Exercise goal: Pick out each line in these entries that contains the string "InvalidStateTransition".

Exercise data:
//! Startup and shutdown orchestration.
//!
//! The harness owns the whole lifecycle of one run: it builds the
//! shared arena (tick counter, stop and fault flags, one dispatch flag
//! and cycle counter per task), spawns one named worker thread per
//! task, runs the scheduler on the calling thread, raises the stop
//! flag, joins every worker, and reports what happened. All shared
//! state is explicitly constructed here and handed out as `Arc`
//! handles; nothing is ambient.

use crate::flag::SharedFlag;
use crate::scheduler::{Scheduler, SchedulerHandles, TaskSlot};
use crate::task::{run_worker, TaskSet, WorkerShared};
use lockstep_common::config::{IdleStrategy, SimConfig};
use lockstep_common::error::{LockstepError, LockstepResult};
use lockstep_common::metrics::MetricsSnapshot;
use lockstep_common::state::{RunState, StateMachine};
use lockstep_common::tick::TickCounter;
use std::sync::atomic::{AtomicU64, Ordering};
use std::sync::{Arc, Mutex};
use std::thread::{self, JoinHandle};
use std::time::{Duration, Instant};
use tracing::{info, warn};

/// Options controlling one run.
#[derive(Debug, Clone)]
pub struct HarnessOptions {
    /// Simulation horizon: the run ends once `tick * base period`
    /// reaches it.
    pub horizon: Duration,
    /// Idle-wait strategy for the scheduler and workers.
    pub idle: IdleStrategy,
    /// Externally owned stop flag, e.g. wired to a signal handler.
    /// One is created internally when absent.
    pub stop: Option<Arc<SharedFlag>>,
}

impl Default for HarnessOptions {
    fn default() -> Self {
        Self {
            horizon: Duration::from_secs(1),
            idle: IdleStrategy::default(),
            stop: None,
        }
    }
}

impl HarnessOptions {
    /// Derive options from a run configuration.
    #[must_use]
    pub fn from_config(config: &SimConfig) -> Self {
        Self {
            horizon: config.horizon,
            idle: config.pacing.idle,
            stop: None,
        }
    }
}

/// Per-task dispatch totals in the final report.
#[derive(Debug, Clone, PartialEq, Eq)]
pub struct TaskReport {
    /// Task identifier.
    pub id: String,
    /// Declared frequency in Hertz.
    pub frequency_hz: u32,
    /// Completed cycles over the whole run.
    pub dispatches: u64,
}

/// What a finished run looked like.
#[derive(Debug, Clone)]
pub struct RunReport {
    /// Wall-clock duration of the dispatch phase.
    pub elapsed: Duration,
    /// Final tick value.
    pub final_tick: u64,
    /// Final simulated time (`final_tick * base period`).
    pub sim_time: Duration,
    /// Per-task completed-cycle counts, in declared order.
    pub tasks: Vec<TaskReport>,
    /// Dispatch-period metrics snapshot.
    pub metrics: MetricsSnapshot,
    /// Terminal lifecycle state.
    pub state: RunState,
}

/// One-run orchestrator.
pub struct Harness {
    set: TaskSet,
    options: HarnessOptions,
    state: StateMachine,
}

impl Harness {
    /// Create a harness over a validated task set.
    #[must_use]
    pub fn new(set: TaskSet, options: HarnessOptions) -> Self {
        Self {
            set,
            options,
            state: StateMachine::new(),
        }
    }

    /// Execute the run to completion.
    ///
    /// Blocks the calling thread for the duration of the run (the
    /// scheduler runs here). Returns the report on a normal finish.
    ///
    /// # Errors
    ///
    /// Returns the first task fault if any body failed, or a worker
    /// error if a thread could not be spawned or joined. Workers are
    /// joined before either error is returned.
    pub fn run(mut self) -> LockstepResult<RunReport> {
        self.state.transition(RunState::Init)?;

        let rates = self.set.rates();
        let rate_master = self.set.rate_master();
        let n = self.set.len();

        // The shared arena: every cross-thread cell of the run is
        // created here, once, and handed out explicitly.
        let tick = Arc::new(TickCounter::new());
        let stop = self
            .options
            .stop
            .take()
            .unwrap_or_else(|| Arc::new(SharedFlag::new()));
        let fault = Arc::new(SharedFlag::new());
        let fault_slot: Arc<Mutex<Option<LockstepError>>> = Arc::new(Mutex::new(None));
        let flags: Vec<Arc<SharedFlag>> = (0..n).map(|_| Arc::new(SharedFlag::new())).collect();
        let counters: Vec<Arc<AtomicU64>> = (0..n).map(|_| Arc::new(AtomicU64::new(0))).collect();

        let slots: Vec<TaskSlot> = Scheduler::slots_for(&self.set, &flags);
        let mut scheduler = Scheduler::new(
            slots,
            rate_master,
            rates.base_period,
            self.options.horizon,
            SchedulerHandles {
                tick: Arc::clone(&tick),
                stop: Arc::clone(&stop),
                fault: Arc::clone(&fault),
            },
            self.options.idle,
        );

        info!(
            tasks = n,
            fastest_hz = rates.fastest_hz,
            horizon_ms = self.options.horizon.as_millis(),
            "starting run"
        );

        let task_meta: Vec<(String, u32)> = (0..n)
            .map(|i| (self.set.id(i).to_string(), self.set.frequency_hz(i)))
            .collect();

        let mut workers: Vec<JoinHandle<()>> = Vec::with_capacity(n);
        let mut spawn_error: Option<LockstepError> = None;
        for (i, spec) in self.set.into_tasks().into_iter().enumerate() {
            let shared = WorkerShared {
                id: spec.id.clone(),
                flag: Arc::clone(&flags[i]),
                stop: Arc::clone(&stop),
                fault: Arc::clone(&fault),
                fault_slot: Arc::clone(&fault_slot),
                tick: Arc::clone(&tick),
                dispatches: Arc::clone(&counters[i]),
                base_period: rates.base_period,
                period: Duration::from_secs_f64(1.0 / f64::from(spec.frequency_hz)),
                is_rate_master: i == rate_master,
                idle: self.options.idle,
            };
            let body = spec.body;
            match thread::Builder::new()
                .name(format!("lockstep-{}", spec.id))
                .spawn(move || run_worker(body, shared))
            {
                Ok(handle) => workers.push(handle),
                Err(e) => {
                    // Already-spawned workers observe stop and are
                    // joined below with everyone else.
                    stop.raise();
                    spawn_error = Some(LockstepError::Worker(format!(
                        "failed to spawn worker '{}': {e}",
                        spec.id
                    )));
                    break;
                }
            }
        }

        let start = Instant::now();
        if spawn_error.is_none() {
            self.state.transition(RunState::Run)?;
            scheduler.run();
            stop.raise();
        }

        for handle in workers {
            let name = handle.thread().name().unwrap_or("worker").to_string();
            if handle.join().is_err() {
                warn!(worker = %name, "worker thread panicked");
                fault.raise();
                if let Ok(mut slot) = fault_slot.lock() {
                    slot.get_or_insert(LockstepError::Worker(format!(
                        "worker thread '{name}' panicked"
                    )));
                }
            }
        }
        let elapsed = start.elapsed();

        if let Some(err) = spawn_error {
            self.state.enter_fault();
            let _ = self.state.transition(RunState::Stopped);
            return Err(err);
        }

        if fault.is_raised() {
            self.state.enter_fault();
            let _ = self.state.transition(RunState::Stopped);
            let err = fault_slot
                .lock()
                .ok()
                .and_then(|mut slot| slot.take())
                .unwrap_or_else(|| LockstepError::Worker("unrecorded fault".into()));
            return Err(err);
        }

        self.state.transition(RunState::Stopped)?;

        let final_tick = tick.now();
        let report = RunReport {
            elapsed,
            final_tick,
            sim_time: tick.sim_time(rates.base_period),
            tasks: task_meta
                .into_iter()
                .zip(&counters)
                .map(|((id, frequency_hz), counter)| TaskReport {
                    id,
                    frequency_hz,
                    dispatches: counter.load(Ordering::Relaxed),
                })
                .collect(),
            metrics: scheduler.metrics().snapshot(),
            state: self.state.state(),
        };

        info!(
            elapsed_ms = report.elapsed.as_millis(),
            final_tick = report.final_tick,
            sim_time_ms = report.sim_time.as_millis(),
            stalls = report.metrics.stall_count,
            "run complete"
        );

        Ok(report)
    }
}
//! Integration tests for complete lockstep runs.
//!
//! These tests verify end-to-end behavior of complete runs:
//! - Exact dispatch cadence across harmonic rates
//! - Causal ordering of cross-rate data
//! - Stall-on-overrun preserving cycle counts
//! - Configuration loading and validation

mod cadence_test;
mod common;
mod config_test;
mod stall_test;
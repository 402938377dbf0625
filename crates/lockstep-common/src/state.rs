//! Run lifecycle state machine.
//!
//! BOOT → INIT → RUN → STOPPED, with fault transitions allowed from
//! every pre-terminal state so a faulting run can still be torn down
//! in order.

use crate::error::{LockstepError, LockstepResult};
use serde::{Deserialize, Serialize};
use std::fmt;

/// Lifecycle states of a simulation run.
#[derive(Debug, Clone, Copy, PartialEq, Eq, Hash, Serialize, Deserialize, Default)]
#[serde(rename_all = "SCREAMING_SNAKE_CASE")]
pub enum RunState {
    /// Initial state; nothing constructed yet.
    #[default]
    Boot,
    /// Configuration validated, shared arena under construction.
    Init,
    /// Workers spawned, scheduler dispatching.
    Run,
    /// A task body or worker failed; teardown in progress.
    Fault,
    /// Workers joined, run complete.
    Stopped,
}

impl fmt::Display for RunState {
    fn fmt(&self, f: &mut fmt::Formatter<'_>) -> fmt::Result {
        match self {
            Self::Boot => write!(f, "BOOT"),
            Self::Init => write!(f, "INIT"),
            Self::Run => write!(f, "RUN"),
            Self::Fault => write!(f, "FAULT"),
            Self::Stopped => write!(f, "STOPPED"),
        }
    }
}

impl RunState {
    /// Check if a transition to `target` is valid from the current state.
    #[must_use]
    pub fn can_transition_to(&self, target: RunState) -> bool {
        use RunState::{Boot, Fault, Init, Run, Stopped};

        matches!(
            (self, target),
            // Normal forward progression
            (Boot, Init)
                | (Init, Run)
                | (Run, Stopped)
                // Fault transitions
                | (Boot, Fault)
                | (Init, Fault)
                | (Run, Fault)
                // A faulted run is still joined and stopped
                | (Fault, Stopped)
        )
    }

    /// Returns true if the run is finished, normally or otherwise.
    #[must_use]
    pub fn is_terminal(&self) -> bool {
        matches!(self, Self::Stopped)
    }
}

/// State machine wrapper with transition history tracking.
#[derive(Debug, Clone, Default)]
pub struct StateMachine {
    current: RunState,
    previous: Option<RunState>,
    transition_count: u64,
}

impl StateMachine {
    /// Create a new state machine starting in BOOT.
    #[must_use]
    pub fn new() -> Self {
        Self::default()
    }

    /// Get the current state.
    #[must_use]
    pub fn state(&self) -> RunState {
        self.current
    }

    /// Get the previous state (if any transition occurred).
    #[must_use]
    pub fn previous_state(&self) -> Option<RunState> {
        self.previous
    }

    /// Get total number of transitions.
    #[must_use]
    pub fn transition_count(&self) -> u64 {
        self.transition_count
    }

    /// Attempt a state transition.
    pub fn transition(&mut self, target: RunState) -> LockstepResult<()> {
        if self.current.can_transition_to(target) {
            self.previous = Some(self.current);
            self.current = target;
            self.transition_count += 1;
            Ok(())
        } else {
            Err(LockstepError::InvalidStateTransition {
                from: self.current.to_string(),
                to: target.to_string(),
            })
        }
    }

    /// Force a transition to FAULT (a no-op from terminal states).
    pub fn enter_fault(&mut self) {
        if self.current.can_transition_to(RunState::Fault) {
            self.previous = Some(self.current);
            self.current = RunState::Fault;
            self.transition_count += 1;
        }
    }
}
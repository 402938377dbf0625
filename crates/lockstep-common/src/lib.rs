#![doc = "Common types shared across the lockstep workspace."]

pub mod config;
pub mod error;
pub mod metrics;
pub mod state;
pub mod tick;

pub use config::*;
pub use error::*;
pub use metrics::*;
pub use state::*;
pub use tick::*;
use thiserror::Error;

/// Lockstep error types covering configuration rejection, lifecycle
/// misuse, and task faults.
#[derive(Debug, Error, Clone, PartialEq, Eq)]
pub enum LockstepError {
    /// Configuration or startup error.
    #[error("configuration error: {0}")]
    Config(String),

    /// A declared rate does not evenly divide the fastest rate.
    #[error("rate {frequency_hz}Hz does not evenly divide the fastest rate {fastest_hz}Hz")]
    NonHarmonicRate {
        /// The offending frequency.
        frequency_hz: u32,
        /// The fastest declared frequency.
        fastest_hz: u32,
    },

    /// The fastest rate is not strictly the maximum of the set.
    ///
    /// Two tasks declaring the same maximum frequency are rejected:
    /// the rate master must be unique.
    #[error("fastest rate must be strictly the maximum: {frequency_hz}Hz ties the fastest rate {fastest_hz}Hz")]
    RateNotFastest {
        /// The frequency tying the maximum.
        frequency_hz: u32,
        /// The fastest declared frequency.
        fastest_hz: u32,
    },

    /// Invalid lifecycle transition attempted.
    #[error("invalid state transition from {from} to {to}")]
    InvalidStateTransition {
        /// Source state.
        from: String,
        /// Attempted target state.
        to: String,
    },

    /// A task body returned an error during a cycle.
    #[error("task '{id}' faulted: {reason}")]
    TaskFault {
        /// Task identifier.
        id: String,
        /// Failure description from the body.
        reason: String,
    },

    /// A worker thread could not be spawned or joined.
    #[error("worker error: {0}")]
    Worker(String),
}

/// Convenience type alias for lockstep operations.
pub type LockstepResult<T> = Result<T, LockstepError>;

Exercise result:
            Err(LockstepError::InvalidStateTransition {
    InvalidStateTransition {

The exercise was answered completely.